Per me era naturale che, a forza di ascoltare la musica di Steve Vai, mi venisse voglia di suonarla. Con la mia chitarra del '94, che si prestava molto bene a quel tipo di musica, il passo fu ancora più breve. Le cose che ascoltavo sui dischi dello “zio Steve” mi erano sembrate subito inarrivabili e lo erano. Era frustrante, in un certo senso. Mi chiudevo nel garage della mia casa di Reggio Emilia, dove mi ero trasferito...cioè nella casa, non nel garage...e alla fine suonavo, suonavo, suonavo davanti al mio computer, dove la musica veniva artificiosamente rallentata per cercare di renderla più facilmente suonabile per me. Mi ricordo che mi sedevo alla scrivania spesso alle due del pomeriggio, magari in estate, nei giorni liberi, suonavo e, quando guardavo fuori dalla finestra, mi rendevo conto che era arrivato il buio, era buio pesto e stavo suonando lì da solo al buio da ore. Proprio come mi capitava quando vivevo coi miei nelle montagne. Suonare mi faceva perdere la cognizione del tempo. Ecco quanto era importante per me.

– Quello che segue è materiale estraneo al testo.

use serde::{Deserialize, Serialize};

/// Installer configuration from `NML Installer.yaml`
///
/// Remembers the selected game directory and user preferences between runs.
#[derive(Debug, Clone, Serialize, Deserialize)]
pub struct InstallerConfig {
    #[serde(rename = "NML_Settings")]
    pub settings: NmlSettings,
}

#[derive(Debug, Clone, Serialize, Deserialize)]
pub struct NmlSettings {
    #[serde(rename = "Game Directory", default)]
    pub game_dir: String,

    #[serde(rename = "Update Check", default = "default_update_check")]
    pub update_check: bool,

    #[serde(rename = "Debug Mode", default)]
    pub debug_mode: bool,

    #[serde(rename = "Last Installed Tag", default)]
    pub last_installed_tag: String,
}

impl Default for NmlSettings {
    fn default() -> Self {
        Self {
            game_dir: String::new(),
            update_check: true,
            debug_mode: false,
            last_installed_tag: String::new(),
        }
    }
}

impl Default for InstallerConfig {
    fn default() -> Self {
        Self {
            settings: NmlSettings::default(),
        }
    }
}

fn default_update_check() -> bool {
    true
}
use camino::Utf8PathBuf;

/// Maximum number of log lines retained in [`AppState`].
///
/// The GUI log pane mirrors this buffer; once the limit is reached the
/// oldest lines are dropped so a long session cannot grow state without
/// bound.
pub const MAX_LOG_LINES: usize = 500;

/// Severity of a log pane line. Maps 1:1 to the colors used by the UI.
#[derive(Clone, Copy, Debug, PartialEq, Eq)]
pub enum LogLevel {
    Info,
    Success,
    Warning,
    Error,
}

impl LogLevel {
    /// Stable string form, used as the level tag handed to the Slint layer.
    pub fn as_str(self) -> &'static str {
        match self {
            LogLevel::Info => "info",
            LogLevel::Success => "success",
            LogLevel::Warning => "warning",
            LogLevel::Error => "error",
        }
    }
}

/// One line of the installation log.
#[derive(Clone, Debug, PartialEq, Eq)]
pub struct LogEntry {
    pub level: LogLevel,
    pub message: String,
}

/// The two long-running actions the installer can perform.
#[derive(Clone, Copy, Debug, PartialEq, Eq)]
pub enum TaskKind {
    Install,
    Update,
}

impl TaskKind {
    /// Lowercase verb for log and error messages ("installation"/"update").
    pub fn noun(self) -> &'static str {
        match self {
            TaskKind::Install => "installation",
            TaskKind::Update => "update",
        }
    }
}

/// Single source of truth for all application state.
///
/// Holds the selected game directory, the in-flight task (if any), download
/// progress, and the installation log.
///
/// # Thread Safety
///
/// `AppState` is wrapped in `Arc<RwLock<AppState>>` by
/// [`crate::state::StateManager`]. Never access it directly - go through
/// [`StateManager`](crate::state::StateManager) so mutations emit change
/// events for the GUI.
#[derive(Clone, Debug)]
pub struct AppState {
    // Directory selection
    pub game_dir: Option<Utf8PathBuf>,
    pub is_game_dir_configured: bool,

    // Runtime state
    pub active_task: Option<TaskKind>,
    pub current_operation: String,

    // Download progress for the asset currently transferring
    pub current_asset: Option<String>,
    pub bytes_downloaded: u64,
    pub bytes_total: u64,

    // Installation log
    pub log: Vec<LogEntry>,

    // Settings
    pub update_check: bool,
    pub debug_mode: bool,
    pub last_installed_tag: Option<String>,
}

impl Default for AppState {
    fn default() -> Self {
        Self {
            game_dir: None,
            is_game_dir_configured: false,

            active_task: None,
            current_operation: String::new(),

            current_asset: None,
            bytes_downloaded: 0,
            bytes_total: 0,

            log: Vec::new(),

            update_check: true,
            debug_mode: false,
            last_installed_tag: None,
        }
    }
}

impl AppState {
    /// True while an install or update task is running.
    pub fn is_busy(&self) -> bool {
        self.active_task.is_some()
    }

    /// Append a line to the installation log, dropping the oldest line once
    /// [`MAX_LOG_LINES`] is reached.
    pub fn append_log(&mut self, level: LogLevel, message: impl Into<String>) {
        if self.log.len() >= MAX_LOG_LINES {
            self.log.remove(0);
        }
        self.log.push(LogEntry {
            level,
            message: message.into(),
        });
    }

    /// Fraction of the current download completed, in `0.0..=1.0`.
    ///
    /// Returns 0.0 when the asset size is unknown (no content length).
    pub fn download_fraction(&self) -> f32 {
        if self.bytes_total == 0 {
            0.0
        } else {
            (self.bytes_downloaded as f64 / self.bytes_total as f64) as f32
        }
    }

    /// Clear per-task download progress.
    pub fn reset_progress(&mut self) {
        self.current_asset = None;
        self.bytes_downloaded = 0;
        self.bytes_total = 0;
    }
}
use anyhow::{Context, Result};
use camino::Utf8PathBuf;
use std::fs;
use tracing_appender::rolling;
use tracing_subscriber::{layer::SubscriberExt, util::SubscriberInitExt, EnvFilter};

/// Setup logging with a daily-rotating file appender and optional console
/// output.
///
/// # Arguments
/// * `log_dir` - Directory for log files (e.g., "logs")
/// * `log_prefix` - Prefix for log files (e.g., "nml-installer")
/// * `debug_mode` - If true, use debug level; otherwise use info level
/// * `console_output` - If true, also log to console with ANSI colors
///
/// # Returns
/// A guard that must be held for the duration of the program to keep the
/// non-blocking file writer flushing.
pub fn setup_logging(
    log_dir: &str,
    log_prefix: &str,
    debug_mode: bool,
    console_output: bool,
) -> Result<tracing_appender::non_blocking::WorkerGuard> {
    let log_path = Utf8PathBuf::from(log_dir);
    if !log_path.exists() {
        fs::create_dir_all(&log_path)
            .with_context(|| format!("Failed to create log directory: {}", log_dir))?;
    }

    let file_appender = rolling::daily(log_dir, log_prefix);
    let (non_blocking, guard) = tracing_appender::non_blocking(file_appender);

    let env_filter = if debug_mode {
        EnvFilter::new("debug")
    } else {
        EnvFilter::new("info")
    };

    let file_layer = tracing_subscriber::fmt::layer()
        .with_writer(non_blocking)
        .with_ansi(false) // No ANSI codes in log files
        .with_target(true)
        .with_thread_ids(true)
        .with_file(true)
        .with_line_number(true);

    if console_output {
        let console_layer = tracing_subscriber::fmt::layer()
            .with_ansi(true)
            .with_target(false);

        tracing_subscriber::registry()
            .with(env_filter)
            .with(file_layer)
            .with(console_layer)
            .init();
    } else {
        tracing_subscriber::registry()
            .with(env_filter)
            .with(file_layer)
            .init();
    }

    tracing::info!(
        "Logging initialized: dir={}, prefix={}, debug={}, console={}",
        log_dir,
        log_prefix,
        debug_mode,
        console_output
    );

    Ok(guard)
}

#[cfg(test)]
mod tests {
    use super::*;
    use tempfile::TempDir;

    #[test]
    fn test_log_directory_created() {
        let temp_dir = TempDir::new().unwrap();
        let log_dir = temp_dir.path().join("logs");
        let log_dir_str = log_dir.to_str().unwrap();

        // Only exercise directory creation here; initializing the global
        // subscriber twice in one test process fails.
        let log_path = Utf8PathBuf::from(log_dir_str);
        if !log_path.exists() {
            fs::create_dir_all(&log_path).unwrap();
        }

        assert!(log_dir.exists());
    }
}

Nonostante questo, nonostante questo impegno, la musica di Steve Vai restava irraggiungibile per le mie dita. Suonavo bene i Led Zeppelin e anche tante cose dei Pink Floyd, ero felicissimo di questo, ero al settimo cielo per le capacità che avevo appreso tutto sommato da solo, ma Steve Vai...niente da fare, era proprio di un altro livello e mi frustrava moltissimo non poterlo suonare.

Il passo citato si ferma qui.